Southern Gospel Journal welcomes letters to the editor. We will post the most thoughtful and insightful submissions. Ground rules: Don't attack or belittle groups or fellow posters, or advance heresies rejected by orthodox Christianity. Do keep comments positive, constructive, and on topic.
  1. Thanks for posting, Daniel! I knew they were going to be on Steve Green’s new record, but didn’t know which songs.
    I went to his (SG) Web site to listen to the short clips, and I correctly guessed Michael English’s contribution, but it was harder to pin down the other two vocals. 🙂

  2. Steve Green hasn’t had a contemporary edge in probably 25 years…

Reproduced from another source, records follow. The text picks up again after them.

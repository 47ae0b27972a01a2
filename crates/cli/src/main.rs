//! # Timed Batch CLI
//!
//! 命令行接口入口点。
//!
//! 提供：
//! - 配置加载与验证
//! - 合成负载驱动批处理块
//! - 优雅关闭处理

mod cli;
mod commands;
mod pipeline;

use anyhow::Result;
use clap::Parser;
use tracing::info;

use cli::{Cli, Commands};
use config_loader::ConfigLoader;
use commands::{run_validate, run_workload};

#[tokio::main]
async fn main() -> Result<()> {
    // Load .env file if present
    dotenvy::dotenv().ok();

    let cli = Cli::parse();

    // Initialize logging based on CLI options
    init_logging(&cli)?;

    info!(
        version = env!("CARGO_PKG_VERSION"),
        "Timed Batch CLI starting"
    );

    // Execute command
    let result = match &cli.command {
        Commands::Run(args) => run_workload(args).await,
        Commands::Validate(args) => run_validate(args),
    };

    if let Err(ref e) = result {
        tracing::error!(error = %e, "Command failed");
    }

    result
}

/// Initialize logging based on CLI options
///
/// The level falls back to `[observability] log_level` from the command's
/// configuration file when neither `-v` nor `-q` is given. RUST_LOG still
/// takes precedence over both.
fn init_logging(cli: &Cli) -> Result<()> {
    let file_level = configured_log_level(cli);
    let default_level = resolve_log_level(cli, file_level.as_deref());

    observability::init_with_config(observability::ObservabilityConfig {
        log_format: cli.log_format.into(),
        metrics_port: None,
        default_log_level: default_level,
    })
}

/// Log level from the configuration file, if it loads.
///
/// Load errors are reported later by the command itself.
fn configured_log_level(cli: &Cli) -> Option<String> {
    let path = cli.config_path()?;
    ConfigLoader::load_from_path(path)
        .ok()?
        .observability
        .log_level
}

fn resolve_log_level(cli: &Cli, file_level: Option<&str>) -> String {
    if cli.quiet {
        return "warn".to_string();
    }
    match cli.verbose {
        0 => file_level.unwrap_or("info").to_string(),
        1 => "debug".to_string(),
        _ => "trace".to_string(),
    }
}

#[cfg(test)]
mod tests {
    use super::*;
    use clap::Parser;
    use std::io::Write;

    fn config_file(content: &str) -> tempfile::NamedTempFile {
        let mut file = tempfile::Builder::new()
            .suffix(".toml")
            .tempfile()
            .unwrap();
        file.write_all(content.as_bytes()).unwrap();
        file
    }

    const WITH_DEBUG: &str = "[batch]\nbatch_size = 10\nbatch_timeout_ms = 2000\nthread_timeout_ms = 22000\n\n[observability]\nlog_level = \"debug\"\n";

    #[test]
    fn test_file_log_level_used_without_flags() {
        let file = config_file(WITH_DEBUG);
        let path = file.path().to_str().unwrap();

        let cli = Cli::try_parse_from(["timed-batch", "run", "--config", path]).unwrap();
        let file_level = configured_log_level(&cli);
        assert_eq!(file_level.as_deref(), Some("debug"));
        assert_eq!(resolve_log_level(&cli, file_level.as_deref()), "debug");

        let cli = Cli::try_parse_from(["timed-batch", "validate", "--config", path]).unwrap();
        assert_eq!(configured_log_level(&cli).as_deref(), Some("debug"));
    }

    #[test]
    fn test_flags_override_file_log_level() {
        let file = config_file(WITH_DEBUG);
        let path = file.path().to_str().unwrap();

        let quiet = Cli::try_parse_from(["timed-batch", "-q", "run", "-c", path]).unwrap();
        assert_eq!(resolve_log_level(&quiet, Some("debug")), "warn");

        let verbose = Cli::try_parse_from(["timed-batch", "-vv", "run", "-c", path]).unwrap();
        assert_eq!(resolve_log_level(&verbose, Some("debug")), "trace");
    }

    #[test]
    fn test_missing_or_invalid_file_falls_back_to_info() {
        let cli = Cli::try_parse_from(["timed-batch", "run"]).unwrap();
        assert_eq!(configured_log_level(&cli), None);
        assert_eq!(resolve_log_level(&cli, None), "info");

        let broken = config_file("[batch]\nbatch_size = 0\n");
        let cli = Cli::try_parse_from([
            "timed-batch",
            "validate",
            "--config",
            broken.path().to_str().unwrap(),
        ])
        .unwrap();
        assert_eq!(configured_log_level(&cli), None);
    }
}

    • However you’d define contemporary edge—and I know your definition and mine might not quite line up 😉 —I think we can both agree that this is significantly less contemporary than, say, Somewhere Between.

      Have you heard that one? It was a remarkable departure from his other projects.

  3. I have always really liked Steve Green’s style personally… IMO it has more of an inspirational edge than a contemporary… Which I believe is two separate genres… That is just my opinion. I will check this album out.

  4. Yeah, Steve, Larnelle, Sandi Patti, Gary McSpadden and the Gaither Trio were all more inspirational than contemporary IMHO.
    To me, not only instrumentally has Steve not really ever been contemporary (that I have heard), but even voice-wise he hasn’t had the contemporary edge. He is more cut from the classical music cloth, than rock (even though he sang with Whiteheart I think.) Don’t get me wrong, I like a lot of Inspirational music, but just disagree on definition. Another thing about contemporary music is that it keeps evolving. What was contemporary 10 years ago would not so much be considered it now. I remember reading in CCM a similar statement (that they had made a decision early on to stay current with music instead of staying with the past.) In other words, their audience would likely change over the years as people grew older and didn’t like the current stuff. So, those who liked the Imperials in the eighties and got CCM, might not have still been getting it last decade.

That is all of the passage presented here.